Conclusion
MiR-146b-5p regulated Notch and TGF-β signaling pathway by suppressing SEMA3G expression, thus promoting the growth of ccRCC cells, which provides a possible target for ccRCC therapy and prognosis prediction.
Methods
ccRCC dataset was acquired from TCGA database, and target miRNA to be studied was further analyzed using survival analysis. We performed miRNA target gene prediction through the database, and those predicted miRNAs were intersected with differential mRNAs. After calculating the correlation between miRNAs and mRNAs, we completed the GSEA pathway enrichment analysis on mRNAs. MiRNA and mRNA expression was examined by qRT-PCR. Western blot was introduced to detect SEMA3G, MMP2, MMP9 expression, epithelial-mesenchymal transition (EMT) marker proteins, and Notch/TGF-β signaling pathway-related proteins. Targeted relationship between miRNA and mRNA was validated using a dual-luciferase test. Transwell assay was employed to assess cell migration and invasion. Wound healing assay was adopted for evaluation of migration ability. The effect of different treatments on cell morphology was observed by a microscope.
Objective
The primary purpose was to unveil how the miR-146b-5p/SEMA3G axis works in clear cell renal cell carcinoma (ccRCC).
Results
In ccRCC cells, miR-146b-5p was remarkably overexpressed, yet SEMA3G was markedly less expressed.
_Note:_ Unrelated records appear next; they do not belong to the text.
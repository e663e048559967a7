//! Frame rate parsing for the time axis.

/// Video rate abbreviations, see ffmpeg-utils(1)
pub const VIDEO_RATES: &[(&str, f64)] = &[
    ("ntsc", 30000.0 / 1001.0),
    ("pal", 25.0),
    ("qntsc", 30000.0 / 1001.0),
    ("qpal", 25.0),
    ("sntsc", 30000.0 / 1001.0),
    ("spal", 25.0),
    ("film", 24.0),
    ("ntsc-film", 24000.0 / 1001.0),
];

/// Parse `ntsc-film`, `60`, `59.94` or `30000/1001` into frames per second.
pub fn parse_rate(value: &str) -> Result<f64, String> {
    let value = value.trim();
    let fps = if let Some(&(_, fps)) = VIDEO_RATES.iter().find(|(name, _)| *name == value) {
        fps
    } else if let Some((num, den)) = value.split_once('/') {
        let num: f64 = num.trim().parse().map_err(|_| format!("bad fps: {value}"))?;
        let den: f64 = den.trim().parse().map_err(|_| format!("bad fps: {value}"))?;
        num / den
    } else {
        value.parse().map_err(|_| format!("bad fps: {value}"))?
    };

    if fps.is_finite() && fps > 0.0 {
        Ok(fps)
    } else {
        Err(format!("bad fps: {value}"))
    }
}
//! User-facing status lines.
//!
//! Pipeline code reports through the `Reporter` trait; `main` picks the
//! backend once at startup.

use crossterm::style::Stylize;
use crossterm::tty::IsTty;
use num_format::{Locale, ToFormattedString};

/// Sink for status output
pub trait Reporter {
    /// Progress/informational line
    fn info(&self, line: &str);
    /// Outcome line
    fn result(&self, line: &str);
}

/// Writes status lines to stderr, colored when stderr is a terminal
pub struct TerminalReporter {
    color: bool,
}

impl TerminalReporter {
    pub fn new() -> Self {
        let color = std::env::var_os("NO_COLOR").is_none() && std::io::stderr().is_tty();
        Self { color }
    }

    fn info_line(&self, line: &str) -> String {
        if self.color {
            format!("{} {}", " i ".on_blue(), line)
        } else {
            format!("[i] {}", line)
        }
    }

    fn result_line(&self, line: &str) -> String {
        if self.color {
            format!("{} {}", "==>".green(), line)
        } else {
            format!("==> {}", line)
        }
    }
}

impl Default for TerminalReporter {
    fn default() -> Self {
        Self::new()
    }
}

impl Reporter for TerminalReporter {
    fn info(&self, line: &str) {
        eprintln!("{}", self.info_line(line));
    }

    fn result(&self, line: &str) {
        eprintln!("{}", self.result_line(line));
    }
}

/// Discards status lines (`-q`)
pub struct QuietReporter;

impl Reporter for QuietReporter {
    fn info(&self, _line: &str) {}
    fn result(&self, _line: &str) {}
}

/// `12345` -> `12,345`
pub fn format_count(count: usize) -> String {
    count.to_formatted_string(&Locale::en)
}

#[cfg(test)]
mod tests {
    use super::*;

    #[test]
    fn test_plain_lines() {
        let reporter = TerminalReporter { color: false };
        assert_eq!(reporter.info_line("saving"), "[i] saving");
        assert_eq!(reporter.result_line("done"), "==> done");
    }

    #[test]
    fn test_colored_lines_keep_text() {
        let reporter = TerminalReporter { color: true };
        let line = reporter.result_line("done");
        assert!(line.contains("==>"));
        assert!(line.ends_with(" done"));
    }

    #[test]
    fn test_format_count() {
        assert_eq!(format_count(7), "7");
        assert_eq!(format_count(1234567), "1,234,567");
    }
}
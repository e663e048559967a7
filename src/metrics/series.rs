//! Turning a complete stats log into a validated metric series.

use super::{grammar, MetricKind, MetricSample};
use crate::error::{CompareError, LineError, Result};
use std::fs;
use std::path::Path;

/// Prefix of log files created by the collector, `cmpv-<title>-<random>.log`
pub const LOG_PREFIX: &str = "cmpv";
/// Separator between the prefix, the title and the random suffix
pub const LOG_SEPARATOR: char = '-';

/// One input's full per-frame series and its aggregate score
#[derive(Debug, Clone, PartialEq)]
pub struct MetricSeries {
    title: String,
    kind: MetricKind,
    samples: Vec<MetricSample>,
    aggregate_db: f64,
}

impl MetricSeries {
    pub fn title(&self) -> &str {
        &self.title
    }

    pub fn kind(&self) -> MetricKind {
        self.kind
    }

    /// Samples in frame order, never empty
    pub fn samples(&self) -> &[MetricSample] {
        &self.samples
    }

    /// Aggregate over the whole series, independent of any downsampling
    pub fn aggregate_db(&self) -> f64 {
        self.aggregate_db
    }

    /// `(frame, per-frame dB)` pairs for plotting
    pub fn points(&self) -> Vec<(f64, f64)> {
        self.samples
            .iter()
            .map(|s| (s.frame as f64, s.decibel))
            .collect()
    }
}

/// Read a stats log from disk and build its series.
pub fn load_series<P: AsRef<Path>>(path: P, kind: MetricKind) -> Result<MetricSeries> {
    let path = path.as_ref();
    let bytes = fs::read(path).map_err(|source| CompareError::Io {
        path: path.to_path_buf(),
        source,
    })?;
    let text = String::from_utf8(bytes).map_err(|source| CompareError::Decode {
        path: path.to_path_buf(),
        source,
    })?;
    parse_series(&text, path, kind)
}

/// Build a series from log text; `path` supplies the title and error context.
pub fn parse_series(text: &str, path: &Path, kind: MetricKind) -> Result<MetricSeries> {
    let data = text.trim();
    if data.is_empty() {
        return Err(CompareError::EmptyLog {
            path: path.to_path_buf(),
        });
    }

    let parse_error = |line: usize, cause: LineError| CompareError::LogParse {
        path: path.to_path_buf(),
        line,
        cause,
    };

    let mut samples: Vec<MetricSample> = Vec::new();
    for (idx, line) in data.split('\n').enumerate() {
        let sample = match kind {
            MetricKind::Ssim => grammar::parse_line(line),
        }
        .map_err(|cause| parse_error(idx + 1, cause))?;

        match samples.last() {
            None if sample.frame != 1 => {
                return Err(parse_error(idx + 1, LineError::FirstFrame { found: sample.frame }));
            }
            Some(prev) if sample.frame <= prev.frame => {
                return Err(parse_error(
                    idx + 1,
                    LineError::FrameOrder {
                        previous: prev.frame,
                        found: sample.frame,
                    },
                ));
            }
            _ => {}
        }
        samples.push(sample);
    }

    let aggregate_db = aggregate_db(&samples);
    log::debug!(
        "{}: {} frames, {:.3} dB aggregate",
        path.display(),
        samples.len(),
        aggregate_db
    );

    Ok(MetricSeries {
        title: derive_title(path),
        kind,
        samples,
        aggregate_db,
    })
}

/// Aggregate decibel score over all samples.
///
/// Follows FFmpeg's `vf_ssim.c` convention: with `N` frames and similarity
/// sum `S`, the score is `10 * (log10(N) - log10(N - S))`. This is not the
/// mean of the per-frame decibel column. A perfect series gives `+inf`.
pub fn aggregate_db(samples: &[MetricSample]) -> f64 {
    let weight = samples.len() as f64;
    let sum: f64 = samples.iter().map(|s| s.similarity).sum();
    10.0 * (weight.log10() - (weight - sum).log10())
}

/// Display title for a log path.
///
/// Collector logs (`cmpv-<title>-<random>.log`) yield `<title>`, any other
/// file yields its stem. An empty result falls back to the file name.
pub fn derive_title(path: &Path) -> String {
    let name = path
        .file_name()
        .map(|n| n.to_string_lossy().into_owned())
        .unwrap_or_default();
    let stem = path
        .file_stem()
        .map(|s| s.to_string_lossy().into_owned())
        .unwrap_or_default();

    let prefix = format!("{}{}", LOG_PREFIX, LOG_SEPARATOR);
    let title = if stem.starts_with(&prefix) {
        let rest = &stem[prefix.len()..];
        match rest.rsplit_once(LOG_SEPARATOR) {
            Some((head, _suffix)) => head.to_string(),
            None => rest.to_string(),
        }
    } else {
        stem
    };

    if title.is_empty() {
        name
    } else {
        title
    }
}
MiR-146b-5p was capable of stimulating ccRCC cell invasion, migration and EMT, and promoting the transformation of ccRCC cell morphology to mesenchymal state. SEMA3G was targeted and inhibited via miR-146b-5p. MiR-146b-5p facilitated ccRCC cell migration, invasion, morphology transforming to mesenchymal state and EMT process by targeting SEMA3G and regulating Notch and TGF-β signaling pathways.